START DATA EXTRACT

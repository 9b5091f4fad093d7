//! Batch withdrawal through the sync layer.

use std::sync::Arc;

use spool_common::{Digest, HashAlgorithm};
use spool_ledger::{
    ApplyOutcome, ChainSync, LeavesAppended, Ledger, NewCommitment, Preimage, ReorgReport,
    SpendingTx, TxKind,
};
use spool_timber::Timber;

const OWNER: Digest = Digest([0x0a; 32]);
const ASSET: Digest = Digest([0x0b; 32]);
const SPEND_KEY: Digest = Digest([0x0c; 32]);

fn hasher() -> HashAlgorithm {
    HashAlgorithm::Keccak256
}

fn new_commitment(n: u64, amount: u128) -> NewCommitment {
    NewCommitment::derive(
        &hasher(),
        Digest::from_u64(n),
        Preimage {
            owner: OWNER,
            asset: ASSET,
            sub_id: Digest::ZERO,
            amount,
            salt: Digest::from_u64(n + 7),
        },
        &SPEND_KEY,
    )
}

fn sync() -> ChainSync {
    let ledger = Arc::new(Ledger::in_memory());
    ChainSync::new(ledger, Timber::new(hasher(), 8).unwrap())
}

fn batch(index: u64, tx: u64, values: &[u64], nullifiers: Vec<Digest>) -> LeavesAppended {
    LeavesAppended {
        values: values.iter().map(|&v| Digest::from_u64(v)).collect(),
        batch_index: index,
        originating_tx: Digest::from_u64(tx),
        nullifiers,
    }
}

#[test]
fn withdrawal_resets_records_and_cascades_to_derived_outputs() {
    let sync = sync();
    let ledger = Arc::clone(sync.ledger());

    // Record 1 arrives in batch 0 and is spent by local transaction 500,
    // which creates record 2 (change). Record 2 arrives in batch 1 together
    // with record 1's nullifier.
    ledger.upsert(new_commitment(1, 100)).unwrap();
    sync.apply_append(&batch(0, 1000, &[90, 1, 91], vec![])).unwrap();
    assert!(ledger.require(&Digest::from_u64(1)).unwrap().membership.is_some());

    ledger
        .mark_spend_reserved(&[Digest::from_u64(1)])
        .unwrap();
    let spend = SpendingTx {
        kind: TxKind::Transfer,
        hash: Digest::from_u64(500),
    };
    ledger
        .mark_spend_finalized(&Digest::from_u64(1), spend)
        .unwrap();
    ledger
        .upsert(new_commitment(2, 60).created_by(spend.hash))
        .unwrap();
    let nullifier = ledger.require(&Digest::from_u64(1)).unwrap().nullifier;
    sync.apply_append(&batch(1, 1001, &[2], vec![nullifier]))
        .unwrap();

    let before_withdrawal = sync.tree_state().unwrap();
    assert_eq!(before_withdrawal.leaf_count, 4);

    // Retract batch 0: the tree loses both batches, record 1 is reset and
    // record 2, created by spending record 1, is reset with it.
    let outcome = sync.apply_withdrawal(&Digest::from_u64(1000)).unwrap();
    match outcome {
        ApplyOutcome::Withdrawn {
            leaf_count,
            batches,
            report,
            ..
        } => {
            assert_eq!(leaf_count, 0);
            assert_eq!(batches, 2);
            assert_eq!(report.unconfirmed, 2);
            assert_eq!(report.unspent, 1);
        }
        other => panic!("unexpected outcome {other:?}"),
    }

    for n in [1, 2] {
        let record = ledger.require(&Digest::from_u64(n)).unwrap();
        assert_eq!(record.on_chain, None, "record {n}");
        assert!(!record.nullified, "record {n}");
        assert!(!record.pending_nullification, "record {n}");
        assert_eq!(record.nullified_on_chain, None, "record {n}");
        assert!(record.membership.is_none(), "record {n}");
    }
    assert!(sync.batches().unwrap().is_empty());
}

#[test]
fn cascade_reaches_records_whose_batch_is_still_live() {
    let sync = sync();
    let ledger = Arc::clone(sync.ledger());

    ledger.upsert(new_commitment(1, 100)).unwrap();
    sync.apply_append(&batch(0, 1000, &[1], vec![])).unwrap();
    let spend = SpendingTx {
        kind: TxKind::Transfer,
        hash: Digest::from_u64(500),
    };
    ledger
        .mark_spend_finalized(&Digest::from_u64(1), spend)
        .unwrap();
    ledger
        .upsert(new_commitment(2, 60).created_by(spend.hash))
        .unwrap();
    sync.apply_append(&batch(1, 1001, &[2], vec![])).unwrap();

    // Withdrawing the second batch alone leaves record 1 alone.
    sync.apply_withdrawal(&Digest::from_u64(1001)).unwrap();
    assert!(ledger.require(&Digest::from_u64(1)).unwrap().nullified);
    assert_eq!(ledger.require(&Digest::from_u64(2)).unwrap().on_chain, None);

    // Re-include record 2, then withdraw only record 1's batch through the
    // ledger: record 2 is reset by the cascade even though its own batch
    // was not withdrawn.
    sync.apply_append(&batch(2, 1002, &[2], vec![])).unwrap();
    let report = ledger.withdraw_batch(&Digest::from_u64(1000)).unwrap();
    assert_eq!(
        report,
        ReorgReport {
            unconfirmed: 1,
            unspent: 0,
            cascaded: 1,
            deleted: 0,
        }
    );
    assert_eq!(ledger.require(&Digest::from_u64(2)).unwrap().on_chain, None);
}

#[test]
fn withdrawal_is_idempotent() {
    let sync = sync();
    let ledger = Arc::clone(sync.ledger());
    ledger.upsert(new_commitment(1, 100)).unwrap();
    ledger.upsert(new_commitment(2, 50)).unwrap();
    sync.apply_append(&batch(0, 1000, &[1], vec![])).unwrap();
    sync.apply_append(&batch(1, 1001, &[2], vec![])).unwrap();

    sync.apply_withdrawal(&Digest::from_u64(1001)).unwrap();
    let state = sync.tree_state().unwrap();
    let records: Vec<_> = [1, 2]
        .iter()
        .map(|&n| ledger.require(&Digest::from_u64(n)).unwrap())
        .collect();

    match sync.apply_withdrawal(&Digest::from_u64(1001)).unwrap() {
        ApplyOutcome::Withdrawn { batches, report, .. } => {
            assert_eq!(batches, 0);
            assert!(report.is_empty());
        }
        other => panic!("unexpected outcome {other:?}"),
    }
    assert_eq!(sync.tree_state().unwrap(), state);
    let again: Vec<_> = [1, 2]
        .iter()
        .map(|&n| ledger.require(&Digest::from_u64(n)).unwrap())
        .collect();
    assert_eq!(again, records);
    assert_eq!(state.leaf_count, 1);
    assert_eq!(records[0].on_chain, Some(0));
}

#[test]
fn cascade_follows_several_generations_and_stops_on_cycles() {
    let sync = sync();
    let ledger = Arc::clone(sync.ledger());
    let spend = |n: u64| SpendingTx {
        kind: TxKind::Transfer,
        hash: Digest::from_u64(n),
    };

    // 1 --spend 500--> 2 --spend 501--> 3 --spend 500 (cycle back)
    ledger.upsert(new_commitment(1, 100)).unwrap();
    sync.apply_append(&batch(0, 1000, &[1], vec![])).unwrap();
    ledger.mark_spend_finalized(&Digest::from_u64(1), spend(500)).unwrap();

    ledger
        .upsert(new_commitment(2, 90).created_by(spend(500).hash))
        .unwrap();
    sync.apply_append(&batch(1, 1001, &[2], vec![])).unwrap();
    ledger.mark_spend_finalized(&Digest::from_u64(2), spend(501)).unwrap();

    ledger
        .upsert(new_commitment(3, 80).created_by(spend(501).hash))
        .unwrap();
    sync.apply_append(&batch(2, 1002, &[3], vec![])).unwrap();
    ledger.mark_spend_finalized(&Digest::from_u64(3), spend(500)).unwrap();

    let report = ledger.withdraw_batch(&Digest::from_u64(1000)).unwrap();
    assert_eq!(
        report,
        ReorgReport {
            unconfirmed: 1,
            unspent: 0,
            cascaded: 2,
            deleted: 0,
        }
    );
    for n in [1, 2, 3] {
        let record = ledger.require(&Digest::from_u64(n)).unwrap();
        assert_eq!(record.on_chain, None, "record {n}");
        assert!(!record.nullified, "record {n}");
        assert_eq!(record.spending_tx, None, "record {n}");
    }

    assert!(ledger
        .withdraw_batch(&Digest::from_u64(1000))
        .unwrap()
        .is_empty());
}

END DATA EXTRACT

#### WHAT YOU WILL DO:
Repeat the entries above exactly, from the first line through the line containing "nullifiers: Vec<Digest>) ->".

#### TASK OUTPUT:
repository 9b5091f4fad093d7
//! Batch withdrawal through the sync layer.

use std::sync::Arc;

use spool_common::{Digest, HashAlgorithm};
use spool_ledger::{
    ApplyOutcome, ChainSync, LeavesAppended, Ledger, NewCommitment, Preimage, ReorgReport,
    SpendingTx, TxKind,
};
use spool_timber::Timber;

const OWNER: Digest = Digest([0x0a; 32]);
const ASSET: Digest = Digest([0x0b; 32]);
const SPEND_KEY: Digest = Digest([0x0c; 32]);

fn hasher() -> HashAlgorithm {
    HashAlgorithm::Keccak256
}

fn new_commitment(n: u64, amount: u128) -> NewCommitment {
    NewCommitment::derive(
        &hasher(),
        Digest::from_u64(n),
        Preimage {
            owner: OWNER,
            asset: ASSET,
            sub_id: Digest::ZERO,
            amount,
            salt: Digest::from_u64(n + 7),
        },
        &SPEND_KEY,
    )
}

fn sync() -> ChainSync {
    let ledger = Arc::new(Ledger::in_memory());
    ChainSync::new(ledger, Timber::new(hasher(), 8).unwrap())
}

fn batch(index: u64, tx: u64, values: &[u64], nullifiers: Vec<Digest>) -> LeavesAppended {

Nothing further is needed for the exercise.